Le Parti Ecologique Ivoirien



Des Institutions inutilement budgétivores



mardi 22 juillet 2008 - Par L'Inter
 


En effet, il en existe parmi ces structures républicaines qui devraient bénéficier d’un régime spécial, ou être simplement supprimées le temps de la fin de la crise ivoirienne. Le Conseil Economique et Social, l’Inspection générale de l’Etat, la Grande médiature, la Grande chancellerie, pour ne citer que ces institutions-là, semblent avoir perdu de leur superbe dans la période de crise. Pour tout dire, le rôle de ces institutions n’a pas été bien perçu, et n’est pas encore bien perçu.
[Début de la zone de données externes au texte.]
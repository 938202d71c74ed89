//! WebGPU rendering: solid shapes, textured sprites, glyph atlas text

pub mod pipeline;
pub mod shapes;
pub mod text;
pub mod texture;
pub mod vertex;

pub use pipeline::{DrawBatch, RenderState};
pub use text::{GlyphAtlas, GlyphInfo};
pub use texture::GpuTexture;
pub use vertex::{TexVertex, Vertex, colors};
Elles sont, pour ainsi dire, restées inactives, consacrant ainsi leur inutilité pendant la période de crise. Dans le même temps, faut-il le noter, chacune de ces institutions est dotée de budget de souveraineté et de budget de fonctionnement. Elles engloutissent ainsi plusieurs milliards de fcfa, sans pour autant que leur rôle sur la vie de l’Etat ne soit réellement défini. Encore moins que le citoyen lambda ne sache exactement à quoi servent ces structures. Plus grave, c’est que dans cette période de sortie de crise, ces Institutions inutilement budgétivores, n’ont pas leur place. Leur fonctionnement ou non n’a eu aucune incidence sur la marche de l’Etat, pas plus que sur le programme de sortie de crise qui retient en ce moment toutes les attentions. On le sait, l’Etat doit son équilibre à la solidité des institutions comme l’Assemblée nationale, le Conseil constitutionnel, la Cour suprême, la Présidence de la République. Faut-il par ailleurs le rappeler, ce sont ces structures de l’Etat qui se sont retrouvées sous les feux de la rampe pendant la guerre en Côte d’Ivoire. Ces structures, piliers de l’Etat, ont été l’objet de bataille politico-diplomatique, parfois à coup de soulèvement populaire dans la rue, consacrant leur importance pour un Etat fort. En clair, l’Etat peut survivre et sortir de la crise, sans les institutions comme le CES, l’Inspection générale de l’Etat, la Grande médiature, la Grande chancellerie, qui alourdissent inutilement son budget. Au moment où il est question de la réduction du train de vie de l’Etat, ces structures devraient faire leur part de sacrifice. Elles pourraient par exemple voir une réduction de leur budget, à défaut d’être simplement supprimées, juste le temps de la sortie de crise. L’Etat pourrait ainsi économiser quelques milliards de fcfa à redistribuer à d’autres secteurs.